Choose a Machinima Engine
Choose the right balance of features and ease of use before filming your own machinima masterpiece.
After exploring the genre ( [Hack #63] ), perhaps you’d like to try your hand at making a movie. It’s not quite as easy as pointing a video camera at a deathmatch screen. You have to know what you want to do and what your engine can do.
How do you know all that? Read on.
What Do You Need?
The simplest way to make machinima is to grab a computer game (or some other software, but I’m concentrating on games here), torture it into producing the proper visuals, and write the end result out as a film in whatever format you prefer.

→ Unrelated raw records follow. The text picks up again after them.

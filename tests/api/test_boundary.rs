//! Integration tests for the host-facing boundary.
//!
//! Everything here goes through the public API only: graphs are built or
//! parsed, laid out with a context and rendered, and failures are checked
//! through their merged error text.

use viz_component::{
    AttributeValue, Graph, RenderConfig, VizError, add_edge, add_node, add_subgraph,
    create_context, create_graph, free_layout, get_graphviz_version, get_plugin_list, layout,
    read_one_graph, render, render_bytes, render_dot, render_dot_bytes, render_with_config,
    set_attribute, set_default_node_attribute, set_node_attribute,
};

fn plain(text: &str) -> AttributeValue {
    AttributeValue::Plain(text.to_string())
}

/// Node names, edges as name pairs and the node/edge attributes a test cares about.
fn shape_of(g: &Graph, attrs: &[&str]) -> (Vec<String>, Vec<(String, String)>, Vec<Option<AttributeValue>>) {
    let mut values = Vec::new();
    for name in g.node_names() {
        let node = g.find_node(&name).unwrap();
        for attr in attrs {
            values.push(node.attribute(attr));
        }
    }
    (g.node_names(), g.edge_names(), values)
}

// ─── Construction and parsing ────────────────────────────────────────────────

#[test]
fn test_read_matches_construction() {
    let parsed = read_one_graph(r#"digraph g { a [color=red]; a -> b; b -> c }"#).unwrap();

    let built = create_graph("g", true, false);
    let a = add_node(&built, "a");
    set_attribute(&a, "color", &plain("red"));
    add_edge(&built, "a", "b");
    add_edge(&built, "b", "c");

    assert_eq!(parsed.name(), built.name());
    assert_eq!(parsed.is_directed(), built.is_directed());
    assert_eq!(shape_of(&parsed, &["color"]), shape_of(&built, &["color"]));
}

#[test]
fn test_malformed_input_fails_with_text() {
    for text in ["digraph {", "digraph { a -> }", "graph { a -> b }", "not a graph"] {
        let err = read_one_graph(text).unwrap_err();
        assert!(matches!(err, VizError::Parse(_)), "{text}: {err:?}");
        assert!(!err.message().is_empty(), "{text}");
    }
}

#[test]
fn test_add_node_twice_same_node() {
    let g = create_graph("g", false, false);
    let first = add_node(&g, "x");
    let second = add_node(&g, "x");
    assert!(first.same_as(&second));
    assert_eq!(g.node_count(), 1);
}

#[test]
fn test_default_node_attribute_applies() {
    let g = create_graph("g", true, false);
    set_default_node_attribute(&g, "fillcolor", &plain("yellow"));
    let n = add_node(&g, "n");
    assert_eq!(n.attribute("fillcolor"), Some(plain("yellow")));
}

#[test]
fn test_subgraph_handles() {
    let g = create_graph("g", true, false);
    let cluster = add_subgraph(&g, "cluster_0");
    add_edge(&cluster, "a", "b");
    add_node(&g, "c");
    assert_eq!(cluster.node_count(), 2);
    assert_eq!(g.node_count(), 3);
    assert_eq!(g.edge_count(), 1);
}

#[test]
fn test_handles_after_close() {
    let g = create_graph("g", true, false);
    let sub = add_subgraph(&g, "s");
    let node = add_node(&g, "a");
    drop(g);
    assert!(!sub.is_open());
    assert_eq!(node.name(), None);
    set_node_attribute(&sub, "b", "color", &plain("red"));
    assert_eq!(sub.node_count(), 0);
}

// ─── Layout and render ───────────────────────────────────────────────────────

#[test]
fn test_concrete_scenario() {
    let g = create_graph("g", true, false);
    add_edge(&g, "A", "B");
    let ctx = create_context();
    layout(&ctx, &g, "dot").unwrap();
    let svg = render(&ctx, &g, "svg").unwrap();
    assert!(svg.contains("<title>A</title>"));
    assert!(svg.contains("<title>B</title>"));
}

#[test]
fn test_context_reusable() {
    let g = read_one_graph("digraph { a -> b; b -> c; c -> a }").unwrap();
    let ctx = create_context();
    layout(&ctx, &g, "dot").unwrap();
    render(&ctx, &g, "svg").unwrap();
    free_layout(&ctx, &g);
    layout(&ctx, &g, "dot").unwrap();
    render(&ctx, &g, "svg").unwrap();
    layout(&ctx, &g, "fdp").unwrap();
    render(&ctx, &g, "plain").unwrap();
}

#[test]
fn test_render_requires_layout() {
    let g = read_one_graph("digraph { a }").unwrap();
    let ctx = create_context();
    let err = render(&ctx, &g, "svg").unwrap_err();
    assert!(matches!(err, VizError::Render(_)));
    assert!(err.message().contains("Layout was not done"));
}

#[test]
fn test_html_label_validation() {
    let g = create_graph("g", true, false);
    set_node_attribute(&g, "a", "label", &AttributeValue::Html("<table><tr></table>".to_string()));
    let ctx = create_context();
    let err = layout(&ctx, &g, "dot").unwrap_err();
    assert!(matches!(err, VizError::Layout(_)));
    assert!(err.message().contains("label of node a"), "{err}");

    let ok = create_graph("g", true, false);
    set_node_attribute(&ok, "a", "label", &AttributeValue::Html("<b>fine</b>".to_string()));
    layout(&ctx, &ok, "dot").unwrap();
    assert!(render(&ctx, &ok, "svg").unwrap().contains(">fine</text>"));
}

#[test]
fn test_render_bytes_exact_length() {
    let g = read_one_graph("digraph { a -> b }").unwrap();
    let ctx = create_context();
    layout(&ctx, &g, "dot").unwrap();
    let bytes = render_bytes(&ctx, &g, "json").unwrap();
    let doc: serde_json::Value = serde_json::from_slice(&bytes).unwrap();
    assert_eq!(doc["objects"].as_array().map(Vec::len), Some(2));
}

#[test]
fn test_every_engine_and_format() {
    let ctx = create_context();
    let g = read_one_graph("digraph { rankdir=LR a -> b -> c; a -> c; subgraph cluster_x { d } }").unwrap();
    for engine in get_plugin_list("layout") {
        layout(&ctx, &g, &engine).unwrap();
        for format in get_plugin_list("render") {
            let out = render_bytes(&ctx, &g, &format).unwrap();
            assert!(!out.is_empty(), "{engine}/{format}");
        }
    }
}

// ─── One-shot pipeline ───────────────────────────────────────────────────────

#[test]
fn test_render_dot_minimal() {
    let ctx = create_context();
    let svg = render_dot(&ctx, "digraph { A -> B }", "dot", "svg").unwrap();
    assert!(svg.starts_with("<?xml"));
    assert!(svg.contains("<svg"));
}

#[test]
fn test_render_dot_bad_engine() {
    let ctx = create_context();
    for engine in ["", "nonexistent"] {
        let err = render_dot(&ctx, "digraph { A -> B }", engine, "svg").unwrap_err();
        assert!(matches!(err, VizError::Layout(_)));
        assert!(!err.message().is_empty());
    }
    // The context is still usable afterwards.
    render_dot(&ctx, "digraph { A -> B }", "dot", "svg").unwrap();
}

#[test]
fn test_render_dot_reads_first_graph_only() {
    let ctx = create_context();
    let out = render_dot(&ctx, "digraph one { a } digraph two { b }", "dot", "canon").unwrap();
    assert!(out.starts_with("digraph one {"));
    assert!(!out.contains("two"));
}

#[test]
fn test_render_dot_bytes_matches_text() {
    let ctx = create_context();
    let text = render_dot(&ctx, "graph { x -- y }", "neato", "plain").unwrap();
    let bytes = render_dot_bytes(&ctx, "graph { x -- y }", "neato", "plain").unwrap();
    assert_eq!(text.as_bytes(), bytes.as_slice());
}

#[test]
fn test_render_with_config() {
    let config = RenderConfig {
        format: "canon".to_string(),
        ..RenderConfig::new()
    };
    let out = render_with_config("digraph G { a -> b }", &config).unwrap();
    assert!(String::from_utf8(out).unwrap().contains("a -> b"));
}

// ─── Queries ─────────────────────────────────────────────────────────────────

#[test]
fn test_plugin_list_has_builtin_engines() {
    let layouts = get_plugin_list("layout");
    assert!(layouts.iter().any(|l| l == "dot"));
    assert!(layouts.iter().any(|l| l == "neato"));
    assert!(get_plugin_list("render").iter().any(|r| r == "svg"));
    assert!(get_plugin_list("nothing").is_empty());
}

#[test]
fn test_version_not_empty() {
    let version = get_graphviz_version();
    assert!(!version.is_empty());
    assert!(!version.starts_with("Error"));
}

However, there are a bunch of wrinkles to that. As with any other art form, there are multiple ways to work, and the way you’ll work will be very personal to you. First, you must consider the “people good or bad” argument.
Actors or programs
When you’re making machinima, you have a bunch of virtual actors standing around in a virtual world doing, in the immortal words of the ILL Clan, virtually nothing. You have to inveigle[13] them into doing what you want. You have two choices: control them with machines or with people.
Your first option is to use the game’s own artificial intelligence to control your actors, usually through some form of scripting language. Yes, you too can now control an army of robotic minions. Theoretically, this means you can make an entire film by yourself. The creator of Nehara made an entire three-hour movie this ...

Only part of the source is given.